My mother used to tell me, “Only believe half of what you see, and nothing of what you hear.” It was a good adage in the era preceding the Internet. Today, a caveat should be added – “And very little of what you read.” This is particularly true when it comes to claims of health and nutrition benefits for wild plants.
Ironically, many of North America’s edible wild plants actually were domestically harvested in Europe: dandelion, horseradish, hawthorne and so on. However, many of the claims of edibility or health benefit for other wild harvests should be treated sceptically, if not suspiciously.
Several years ago, I purchased a book on edible wild plants of Canada, and set out to sample as many of these culinary delights as possible. I had been raised eating wild foods, such as pigweed and dandelion, and relying on medicinal benefits of Seneca root, common plantain, white willow and spruce needles. Yet, I wanted to expand my arsenal of edibles. The author of this book claimed to be an authority on harvesting plants in the wild.

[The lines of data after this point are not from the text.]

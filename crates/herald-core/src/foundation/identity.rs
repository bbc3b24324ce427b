//! Identifiers and the origin of an invocation.

use std::fmt;

use serde::{Deserialize, Serialize};

use super::entity::ChannelKind;
use super::permission::PermissionSet;

macro_rules! define_id {
    ($(#[$meta:meta])* $name:ident) => {
        $(#[$meta])*
        #[derive(Debug, Clone, PartialEq, Eq, Hash, PartialOrd, Ord, Serialize, Deserialize)]
        #[serde(transparent)]
        pub struct $name(String);

        impl $name {
            /// Creates an identifier from any string-like value.
            pub fn new(id: impl Into<String>) -> Self {
                Self(id.into())
            }

            /// Returns the identifier as a string slice.
            pub fn as_str(&self) -> &str {
                &self.0
            }
        }

        impl fmt::Display for $name {
            fn fmt(&self, f: &mut fmt::Formatter<'_>) -> fmt::Result {
                f.write_str(&self.0)
            }
        }

        impl From<&str> for $name {
            fn from(value: &str) -> Self {
                Self(value.to_string())
            }
        }

        impl From<String> for $name {
            fn from(value: String) -> Self {
                Self(value)
            }
        }
    };
}

define_id!(
    /// Platform identifier of a user.
    UserId
);
define_id!(
    /// Platform identifier of a guild (server / group).
    GuildId
);
define_id!(
    /// Platform identifier of a channel.
    ChannelId
);
define_id!(
    /// Platform identifier of a role.
    RoleId
);

/// The user who sent the message being dispatched.
///
/// The transport fills in `roles` and `permissions` as they apply in the
/// originating channel; direct messages carry none.
#[derive(Debug, Clone, PartialEq, Eq)]
pub struct Actor {
    /// The user's platform id.
    pub id: UserId,
    /// Display name, used only in log lines.
    pub name: String,
    /// Roles the user holds in the originating guild.
    pub roles: Vec<RoleId>,
    /// Effective permissions in the originating channel.
    pub permissions: PermissionSet,
}

impl Actor {
    /// Creates an actor with no roles and no permissions.
    pub fn new(id: impl Into<UserId>, name: impl Into<String>) -> Self {
        Self {
            id: id.into(),
            name: name.into(),
            roles: Vec::new(),
            permissions: PermissionSet::empty(),
        }
    }

    /// Sets the actor's roles (builder pattern).
    pub fn with_roles<I, R>(mut self, roles: I) -> Self
    where
        I: IntoIterator<Item = R>,
        R: Into<RoleId>,
    {
        self.roles = roles.into_iter().map(Into::into).collect();
        self
    }

    /// Sets the actor's effective permissions (builder pattern).
    pub fn with_permissions(mut self, permissions: PermissionSet) -> Self {
        self.permissions = permissions;
        self
    }

    /// Returns `true` if the actor holds the given role.
    pub fn has_role(&self, role: &RoleId) -> bool {
        self.roles.contains(role)
    }
}

/// Where a message was received.
#[derive(Debug, Clone, PartialEq, Eq)]
pub struct ChannelContext {
    /// The channel the message arrived in.
    pub channel_id: ChannelId,
    /// The guild owning the channel; `None` for direct messages.
    pub guild_id: Option<GuildId>,
    /// The kind of channel.
    pub kind: ChannelKind,
}

impl ChannelContext {
    /// A text channel inside a guild.
    pub fn guild(guild_id: impl Into<GuildId>, channel_id: impl Into<ChannelId>) -> Self {
        Self {
            channel_id: channel_id.into(),
            guild_id: Some(guild_id.into()),
            kind: ChannelKind::Text,
        }
    }

    /// A direct-message channel.
    pub fn direct(channel_id: impl Into<ChannelId>) -> Self {
        Self {
            channel_id: channel_id.into(),
            guild_id: None,
            kind: ChannelKind::Direct,
        }
    }

    /// Returns `true` if the message did not come from a guild.
    pub fn is_direct(&self) -> bool {
        self.guild_id.is_none()
    }
}

#[cfg(test)]
mod tests {
    use super::*;
    use crate::Permission;

    #[test]
    fn test_id_display_and_eq() {
        let a = UserId::new("42");
        let b: UserId = "42".into();
        assert_eq!(a, b);
        assert_eq!(a.to_string(), "42");
    }

    #[test]
    fn test_actor_builder() {
        let actor = Actor::new("1", "alice")
            .with_roles(["mod"])
            .with_permissions(PermissionSet::from_iter([Permission::ManageRoles]));
        assert!(actor.has_role(&RoleId::new("mod")));
        assert!(actor.permissions.contains(Permission::ManageRoles));
    }

    #[test]
    fn test_channel_context_kinds() {
        assert!(ChannelContext::direct("c").is_direct());
        let guild = ChannelContext::guild("g", "c");
        assert!(!guild.is_direct());
        assert_eq!(guild.kind, ChannelKind::Text);
    }
}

I should have been alerted to the potential for error with the first trial. He claimed that cattail roots were delightfully tasty, and had a root like a small potato. I don’t know where he grew potatoes, but it must have been meagre soil, indeed! The vast majority of cattail roots are miniscule bulbs, about half the size of an egg. These are first- and second-year roots. Yes, a few are the size of new potatoes, but you need to sift through the sands for ages to find these diamonds.

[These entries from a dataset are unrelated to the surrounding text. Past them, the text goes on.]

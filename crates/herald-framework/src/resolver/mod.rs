//! Type resolvers.
//!
//! A resolver turns one raw argument token into a typed [`ArgValue`]. Each is
//! bound to a case-sensitive type tag (`"Number"`, `"Member"`, ...) in a
//! [`ResolverRegistry`] that is filled once at startup and never changes
//! afterwards.
//!
//! Resolvers also expose a cheap synchronous [`Resolver::validate`] check
//! used by the `expect` middleware: typed values of the right variant pass,
//! and raw text passes when it is syntactically acceptable. That keeps
//! "malformed" (validation) apart from "not found" (resolution).

mod builtin;
mod duration;
mod reference;

pub use builtin::{BooleanResolver, ChoiceResolver, NumberResolver, StringResolver};
pub use duration::{DurationResolver, format_shorthand, parse_shorthand};
pub use reference::{
    ChannelResolver, MemberResolver, Mention, RoleResolver, UserResolver, parse_mention,
};

use std::collections::HashMap;
use std::fmt;
use std::sync::Arc;

use async_trait::async_trait;
use tracing::trace;

use crate::command::ArgKind;
use crate::context::InvocationContext;
use crate::error::{RegistrationError, ResolveError};
use crate::value::ArgValue;

/// Converts raw argument text into a typed value.
#[async_trait]
pub trait Resolver: Send + Sync {
    /// Cheap syntactic check; never touches collaborators.
    fn validate(&self, value: &ArgValue) -> bool;

    /// Resolves `raw` for the argument named `arg`.
    async fn resolve(
        &self,
        ctx: &InvocationContext,
        arg: &str,
        raw: &str,
    ) -> Result<ArgValue, ResolveError>;
}

/// Shared handle to a resolver.
pub type BoxedResolver = Arc<dyn Resolver>;

/// Type tag to resolver map.
#[derive(Clone, Default)]
pub struct ResolverRegistry {
    resolvers: HashMap<String, BoxedResolver>,
}

impl ResolverRegistry {
    /// An empty registry.
    pub fn new() -> Self {
        Self::default()
    }

    /// A registry with every built-in resolver bound to its default tag:
    /// `String`, `Number`, `Boolean`, `Duration`, `User`, `Member`, `Role`
    /// and `Channel`.
    pub fn with_builtins() -> Self {
        let mut resolvers: HashMap<String, BoxedResolver> = HashMap::new();
        resolvers.insert("String".into(), Arc::new(StringResolver));
        resolvers.insert("Number".into(), Arc::new(NumberResolver::new()));
        resolvers.insert("Boolean".into(), Arc::new(BooleanResolver));
        resolvers.insert("Duration".into(), Arc::new(DurationResolver));
        resolvers.insert("User".into(), Arc::new(UserResolver));
        resolvers.insert("Member".into(), Arc::new(MemberResolver));
        resolvers.insert("Role".into(), Arc::new(RoleResolver));
        resolvers.insert("Channel".into(), Arc::new(ChannelResolver));
        Self { resolvers }
    }

    /// Binds `resolver` to `tag`.
    ///
    /// # Errors
    ///
    /// [`RegistrationError::DuplicateTypeTag`] if the tag is already bound.
    pub fn register<R>(&mut self, tag: impl Into<String>, resolver: R) -> Result<(), RegistrationError>
    where
        R: Resolver + 'static,
    {
        let tag = tag.into();
        if self.resolvers.contains_key(&tag) {
            return Err(RegistrationError::DuplicateTypeTag(tag));
        }
        self.resolvers.insert(tag, Arc::new(resolver));
        Ok(())
    }

    /// Returns the resolver bound to `tag`.
    pub fn get(&self, tag: &str) -> Result<BoxedResolver, ResolveError> {
        self.resolvers
            .get(tag)
            .cloned()
            .ok_or_else(|| ResolveError::UnknownTypeTag(tag.to_string()))
    }

    pub fn contains(&self, tag: &str) -> bool {
        self.resolvers.contains_key(tag)
    }

    /// All bound tags, sorted.
    pub fn tags(&self) -> Vec<&str> {
        let mut tags: Vec<&str> = self.resolvers.keys().map(String::as_str).collect();
        tags.sort_unstable();
        tags
    }

    /// Resolves `raw` with the resolver bound to `tag`.
    pub async fn resolve(
        &self,
        tag: &str,
        ctx: &InvocationContext,
        arg: &str,
        raw: &str,
    ) -> Result<ArgValue, ResolveError> {
        let resolver = self.get(tag)?;
        trace!(tag, arg, raw, "Resolving argument");
        resolver.resolve(ctx, arg, raw).await
    }

    /// Resolves `raw` for an argument of the given kind; inline choice sets
    /// are resolved without a registry entry.
    pub async fn resolve_kind(
        &self,
        kind: &ArgKind,
        ctx: &InvocationContext,
        arg: &str,
        raw: &str,
    ) -> Result<ArgValue, ResolveError> {
        match kind {
            ArgKind::Type(tag) => self.resolve(tag, ctx, arg, raw).await,
            ArgKind::Choice(choices) => {
                ChoiceResolver::new(choices.iter().cloned())
                    .resolve(ctx, arg, raw)
                    .await
            }
        }
    }

    /// Runs the cheap validation check for an argument of the given kind.
    pub fn validate_kind(&self, kind: &ArgKind, value: &ArgValue) -> Result<bool, ResolveError> {
        match kind {
            ArgKind::Type(tag) => Ok(self.get(tag)?.validate(value)),
            ArgKind::Choice(choices) => {
                Ok(ChoiceResolver::new(choices.iter().cloned()).validate(value))
            }
        }
    }
}

impl fmt::Debug for ResolverRegistry {
    fn fmt(&self, f: &mut fmt::Formatter<'_>) -> fmt::Result {
        f.debug_struct("ResolverRegistry")
            .field("tags", &self.tags())
            .finish()
    }
}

The next misstep by this author came with his claim of the ease with which we can harvest thistle roots. “Simply wash, peel and boil these roots for fifteen to twenty minutes,” he stated. I washed, I peeled, I scraped, I boiled, and I boiled, and I boiled. For over two hours, these easy-to-cook roots simmered and bubbled. When I placed them in front of my son and myself, the only benefit they provided was that they made us eager to devour the rest of the meal. At no time in the cooking process did they become tender. I have chewed on softer birch bark than these roots offered.
Of course, a simple statement that one needs to select first-year roots would have been adequate. Since that experience, I have eaten thistle root often. I have moved from boiled root ( a somewhat bitter, yet bland experience) to a sautéed root, peeled and spice with thyme or wild sage.

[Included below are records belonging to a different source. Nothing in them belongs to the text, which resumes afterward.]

impl Dispatcher {
    pub fn builder() -> DispatcherBuilder {
        DispatcherBuilder::new()
    }

    pub fn config(&self) -> &DispatcherConfig {
        &self.config
    }

    pub fn commands(&self) -> &CommandRegistry {
        &self.commands
    }

    pub fn limiter(&self) -> &RateLimiter {
        &self.limiter
    }

    pub fn services(&self) -> &Arc<Services> {
        &self.services
    }

    /// Registers a command with its action.
    ///
    /// # Errors
    ///
    /// [`RegistrationError::UnknownTypeTag`] when an argument names a type
    /// no resolver is bound to, plus every error of
    /// [`CommandRegistry::register`].
    pub fn register<A: CommandAction>(
        &mut self,
        descriptor: CommandDescriptor,
        action: A,
    ) -> Result<(), RegistrationError> {
        self.register_boxed(descriptor, into_action(action))
    }

    /// [`register`](Self::register) for an already boxed action.
    pub fn register_boxed(
        &mut self,
        descriptor: CommandDescriptor,
        action: BoxedAction,
    ) -> Result<(), RegistrationError> {
        for spec in descriptor.arguments() {
            if let Some(tag) = spec.type_tag()
                && !self.services.resolvers.contains(tag)
            {
                return Err(RegistrationError::UnknownTypeTag {
                    command: descriptor.name().to_string(),
                    argument: spec.name.clone(),
                    tag: tag.to_string(),
                });
            }
        }
        Arc::make_mut(&mut self.commands).register(descriptor, action)
    }

    /// Removes a command. Returns `false` if it was not registered.
    pub fn unregister(&mut self, name: &str) -> bool {
        let removed = Arc::make_mut(&mut self.commands).unregister(name);
        if let Some(command) = &removed {
            self.limiter.sweep();
            debug!(command = %command.descriptor.name(), "Command removed from dispatcher");
        }
        removed.is_some()
    }

    /// Wraps the dispatcher in a [`tower::Service`].
    pub fn into_service(self) -> DispatchService {
        DispatchService::new(Arc::new(self))
    }

    /// Handles one message end to end.
    pub async fn handle_incoming(
        &self,
        raw_text: &str,
        actor: Actor,
        channel: ChannelContext,
    ) -> Outcome {
        let span = span!(
            Level::DEBUG,
            "dispatch",
            actor = %actor.id,
            channel = %channel.channel_id,
            guild = ?channel.guild_id.as_ref().map(|g| g.as_str()),
        );
        self.dispatch(raw_text, actor, channel).instrument(span).await
    }

    async fn dispatch(&self, raw_text: &str, actor: Actor, channel: ChannelContext) -> Outcome {
        let prefix = self
            .guild_setting(&channel, PREFIX_KEY)
            .await
            .unwrap_or_else(|| self.config.prefix.clone());

        let body = match raw_text.trim_start().strip_prefix(prefix.as_str()) {
            Some(body) => body,
            // the prefix is optional in direct messages
            None if channel.is_direct() => raw_text,
            None => return Outcome::Ignored,
        };
        let Some((word, rest)) = split_invocation(body) else {
            return Outcome::Ignored;
        };
        let Some(command) = self.commands.find(word) else {
            debug!(word, "No command matched");
            return Outcome::Ignored;
        };

        let lang = self
            .guild_setting(&channel, LANG_KEY)
            .await
            .unwrap_or_else(|| self.config.default_lang.clone());

        let ctx = Arc::new(
            InvocationContext::new(
                actor,
                channel,
                Arc::clone(&command.descriptor),
                Arc::clone(&self.services),
            )
            .with_invoked_as(normalize(word))
            .with_prefix(prefix)
            .with_lang(lang)
            .with_raw_args(rest.trim())
            .with_commands(Arc::clone(&self.commands)),
        );
        let name = ctx.command().name().to_string();
        debug!(command = %name, invoked_as = %ctx.invoked_as(), "Command matched");

        match self.run(&ctx, &command.action).await {
            Ok(()) => {
                info!(command = %name, actor = %ctx.actor().id, "Command completed");
                Outcome::Completed { command: name }
            }
            Err(error) => self.fail(&ctx, error).await,
        }
    }

    /// Steps 2 to 6; the first failure ends the invocation.
    async fn run(
        &self,
        ctx: &Arc<InvocationContext>,
        action: &BoxedAction,
    ) -> Result<(), DispatchError> {
        let descriptor = ctx.command();

        check_guards(
            descriptor,
            ctx.actor(),
            ctx.channel(),
            &self.config.owners,
            self.services.settings.as_ref(),
            self.config.lookup_timeout,
        )
        .await
        .map_err(DispatchError::GuardDenied)?;

        if let Admission::Deny { retry_after } = self.limiter.check_and_record(
            descriptor.name(),
            &ctx.actor().id,
            descriptor.rate_limit(),
        ) {
            return Err(DispatchError::RateLimited { retry_after });
        }

        let tokens = tokenize(ctx.raw_args(), descriptor.arguments())
            .map_err(|e| usage_error(ctx, e))?;

        let args = descriptor
            .middleware()
            .run(ctx, Arguments::new(tokens))
            .await?;

        self.invoke(ctx, action, args).await
    }

    /// Runs the action, turning errors and panics into
    /// [`DispatchError::InternalActionError`] after logging the detail.
    async fn invoke(
        &self,
        ctx: &Arc<InvocationContext>,
        action: &BoxedAction,
        args: Arguments,
    ) -> Result<(), DispatchError> {
        let started = std::panic::catch_unwind(AssertUnwindSafe(|| {
            action.call(Arc::clone(ctx), args)
        }));
        let finished = match started {
            Ok(fut) => AssertUnwindSafe(fut).catch_unwind().await,
            Err(panic) => Err(panic),
        };

        let cause = match finished {
            Ok(Ok(())) => return Ok(()),
            Ok(Err(e)) => e.to_string(),
            Err(panic) => format!("panicked: {}", panic_message(panic.as_ref())),
        };

        let actor = ctx.actor();
        self.services.log.emit(
            LogLevel::Error,
            &format!("Command:{}", ctx.command().name()),
            &format!(
                "{} ({}) ran `{}{} {}` in {}: {cause}",
                actor.name,
                actor.id,
                ctx.prefix(),
                ctx.invoked_as(),
                ctx.raw_args(),
                ctx.channel().channel_id,
            ),
        );
        Err(DispatchError::InternalActionError(cause))
    }

    async fn fail(&self, ctx: &InvocationContext, error: DispatchError) -> Outcome {
        let command = ctx.command().name().to_string();
        debug!(command = %command, kind = error.kind(), error = %error, "Invocation failed");

        let reply = error.render(&ctx.resources(), &command);
        if self.config.reply_errors
            && let Some(text) = &reply
        {
            // send failures are logged by the context
            if timeout(self.config.lookup_timeout, ctx.reply(text)).await.is_err() {
                warn!(
                    command = %command,
                    timeout = ?self.config.lookup_timeout,
                    "Gave up sending failure reply"
                );
            }
        }

        Outcome::Failed {
            command,
            error,
            reply,
        }
    }

    /// A non-empty string setting of the channel's guild. Unreadable or slow
    /// settings count as unset.
    async fn guild_setting(&self, channel: &ChannelContext, key: &str) -> Option<String> {
        let guild = channel.guild_id.as_ref()?;
        let scope = SettingScope::Guild(guild.clone());
        let read = get_setting::<String>(self.services.settings.as_ref(), &scope, key);
        match timeout(self.config.lookup_timeout, read).await {
            Ok(Ok(value)) => value.filter(|v| !v.is_empty()),
            Ok(Err(e)) => {
                warn!(guild = %guild, key, error = %e, "Ignoring unreadable setting");
                None
            }
            Err(_) => {
                warn!(
                    guild = %guild,
                    key,
                    timeout = ?self.config.lookup_timeout,
                    "Setting read timed out, using the default"
                );
                None
            }
        }
    }
}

While the misinformation in this book may be somewhat amusing, relying on the misinformation on the Web can be dangerous at worst, confusing at best. In my own realm, for instance, I have personally tested each of the plants about which I have written, and researched toxicity. Yet, my reaction to consumption is subjective. I eat copious amounts of morels in the spring, without unpleasant reaction, Yet, others may become ill with one small morel. My own experience is not sufficient to stand in the place of scientific authority, though.
After publishing my various articles, I have searched the Net, only to find my pieces re-published by others, under their own name, claiming personal experience and knowledge. How often are the stories we read based on mere plagiarism, and without substance or validity?
The best safeguard is to research at least three competing articles on each plant, and follow up by checking more reliable authorities on toxicity, such as university websites and reputable clinics around the world. This method offers good comfort as to poisonous or toxic elements in any wild plant. The reliability of the culinary value, though, will provide you with more than sufficient adventure, as you discover some of the bizarre menu suggestions on the Web. Good eating!